TASK:
Note each line in the data holding the string "when" and report it.

DATASET RECORDS: Begin

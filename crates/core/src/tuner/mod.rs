//! Auto-Tuner - Strategy-Biased Feedback Control
//!
//! Turns the profiler's rolling aggregates into a new [`TuningConfig`], but
//! only once enough evidence exists. Insufficient samples are a normal,
//! silent no-op: premature tuning is worse than no tuning. The tuner never
//! mutates the pool; the caller applies the returned config on its own
//! cadence, keeping the feedback loop observable and testable.

use std::sync::Arc;
use std::time::Duration;

use parking_lot::RwLock;
use serde::{Deserialize, Serialize};

use crate::config::TunerConfig;
use crate::profiler::{AggregateMetrics, PerformanceProfiler};

/// Lower bound on per-call fan-out
pub const MIN_CONCURRENT: usize = 1;

/// Upper bound on per-call fan-out
pub const MAX_CONCURRENT: usize = 64;

/// p99 at or below this is a fast, interactive workload
const FAST_P99_MS: f64 = 100.0;

/// p99 at or above this calls for backing off concurrency
const SLOW_P99_MS: f64 = 500.0;

/// Floor on derived timeouts, guards degenerate windows
const TIMEOUT_FLOOR: Duration = Duration::from_millis(100);

/// Optimization bias applied when deriving a new config
#[derive(Debug, Clone, Copy, PartialEq, Eq, Serialize, Deserialize)]
#[serde(rename_all = "lowercase")]
pub enum TuningStrategy {
    /// Fail fast: tightest timeouts, responsiveness over completion
    Latency,

    /// Tolerate tail latency to maximize completion rate
    Throughput,

    /// Middle ground between the two
    Balanced,
}

impl TuningStrategy {
    /// Timeout as a multiple of observed p99
    ///
    /// The multipliers are strictly ordered so that under identical metrics
    /// `Latency` always derives the shortest timeout and `Throughput` the
    /// longest.
    #[must_use]
    pub const fn timeout_multiplier(&self) -> f64 {
        match self {
            Self::Latency => 2.0,
            Self::Balanced => 3.0,
            Self::Throughput => 5.0,
        }
    }

    /// Short label for logging and reports
    #[must_use]
    pub const fn as_str(&self) -> &'static str {
        match self {
            Self::Latency => "latency",
            Self::Throughput => "throughput",
            Self::Balanced => "balanced",
        }
    }
}

impl Default for TuningStrategy {
    fn default() -> Self {
        Self::Balanced
    }
}

/// Concurrency and timeout settings derived by the tuner
#[derive(Debug, Clone, PartialEq, Serialize, Deserialize)]
pub struct TuningConfig {
    /// Per-call fan-out bound, always in `[MIN_CONCURRENT, MAX_CONCURRENT]`
    pub max_concurrent: usize,

    /// Suggested submitter wait budget
    pub timeout: Duration,

    /// Bias the config was derived under
    pub strategy: TuningStrategy,
}

impl TuningConfig {
    /// Starting config before any evidence has been collected
    #[must_use]
    pub fn initial(strategy: TuningStrategy) -> Self {
        Self {
            max_concurrent: (MAX_CONCURRENT / 8).max(MIN_CONCURRENT),
            timeout: Duration::from_secs(30),
            strategy,
        }
    }
}

/// Condensed view of the evidence behind the current config
#[derive(Debug, Clone, Serialize, Deserialize)]
pub struct MetricsSummary {
    /// Records in the profiler window
    pub total_count: usize,

    /// Mean latency over the window
    pub avg_latency_ms: f64,

    /// Tail latency over the window
    pub p99_ms: f64,

    /// Cache hits over the window
    pub cache_hit_rate: f64,
}

/// Strategy, current config, and the metrics they rest on
#[derive(Debug, Clone, Serialize, Deserialize)]
pub struct TunerReport {
    /// Active optimization bias
    pub strategy: TuningStrategy,

    /// Config most recently derived (or the initial one)
    pub current_config: TuningConfig,

    /// Evidence summary; `None` while the window is empty
    pub metrics_summary: Option<MetricsSummary>,
}

/// Feedback controller over an injected profiler
///
/// Pure function of the profiler window plus `current_config` and the
/// chosen strategy; it owns no clock, the caller re-tunes on its own
/// `adjustment_interval` cadence.
pub struct AutoTuner {
    profiler: Arc<PerformanceProfiler>,
    min_samples: usize,
    strategy: RwLock<TuningStrategy>,
    current: RwLock<TuningConfig>,
}

impl AutoTuner {
    /// Create tuner over a shared profiler
    #[must_use]
    pub fn new(profiler: Arc<PerformanceProfiler>, config: &TunerConfig) -> Self {
        Self {
            profiler,
            min_samples: config.min_samples.max(1),
            strategy: RwLock::new(config.strategy),
            current: RwLock::new(TuningConfig::initial(config.strategy)),
        }
    }

    /// Derive a new config from the window, or return the current one
    /// unchanged when fewer than `min_samples` records match
    ///
    /// With a `query_type` the evidence is restricted to that operation
    /// class; without one the whole window counts.
    pub fn get_optimized_config(&self, query_type: Option<&str>) -> TuningConfig {
        let aggregate = match query_type {
            Some(kind) => self.profiler.aggregate_by_type(kind),
            None => self.profiler.aggregate(),
        };

        let Some(aggregate) = aggregate else {
            return self.current.read().clone();
        };
        if aggregate.total_count < self.min_samples {
            tracing::debug!(
                samples = aggregate.total_count,
                required = self.min_samples,
                "insufficient evidence, keeping current config"
            );
            return self.current.read().clone();
        }

        let strategy = *self.strategy.read();
        let updated = self.derive(&aggregate, strategy);

        let mut current = self.current.write();
        if *current != updated {
            tracing::info!(
                max_concurrent = updated.max_concurrent,
                timeout_ms = updated.timeout.as_millis(),
                strategy = strategy.as_str(),
                p99_ms = aggregate.p99_ms,
                "tuning config adjusted"
            );
        }
        *current = updated.clone();
        updated
    }

    /// Switch bias for subsequent derivations without touching collected
    /// metrics
    pub fn update_strategy(&self, strategy: TuningStrategy) {
        *self.strategy.write() = strategy;
        self.current.write().strategy = strategy;
    }

    /// Active optimization bias
    #[must_use]
    pub fn strategy(&self) -> TuningStrategy {
        *self.strategy.read()
    }

    /// Config most recently derived (or the initial one)
    #[must_use]
    pub fn current_config(&self) -> TuningConfig {
        self.current.read().clone()
    }

    /// Strategy, current config, and evidence summary
    #[must_use]
    pub fn report(&self) -> TunerReport {
        let metrics_summary = self.profiler.aggregate().map(|a| MetricsSummary {
            total_count: a.total_count,
            avg_latency_ms: a.avg_latency_ms,
            p99_ms: a.p99_ms,
            cache_hit_rate: a.cache_hit_rate,
        });

        TunerReport {
            strategy: *self.strategy.read(),
            current_config: self.current.read().clone(),
            metrics_summary,
        }
    }

    /// p99 drives both knobs: low tails grow concurrency by half toward the
    /// bound, high tails halve it; the timeout is a strategy-biased multiple
    /// of p99
    fn derive(&self, aggregate: &AggregateMetrics, strategy: TuningStrategy) -> TuningConfig {
        let current = self.current.read().max_concurrent;

        let max_concurrent = if aggregate.p99_ms <= FAST_P99_MS {
            current + (current / 2).max(1)
        } else if aggregate.p99_ms >= SLOW_P99_MS {
            current / 2
        } else {
            current
        }
        .clamp(MIN_CONCURRENT, MAX_CONCURRENT);

        let tail_ms = aggregate.p99_ms.max(0.0_f64);
        let timeout = Duration::from_secs_f64(tail_ms * strategy.timeout_multiplier() / 1000.0_f64)
            .max(TIMEOUT_FLOOR);

        TuningConfig {
            max_concurrent,
            timeout,
            strategy,
        }
    }
}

DATASET RECORDS: End

ANSWER AREA:
/// Optimization bias applied when deriving a new config
    /// unchanged when fewer than `min_samples` records match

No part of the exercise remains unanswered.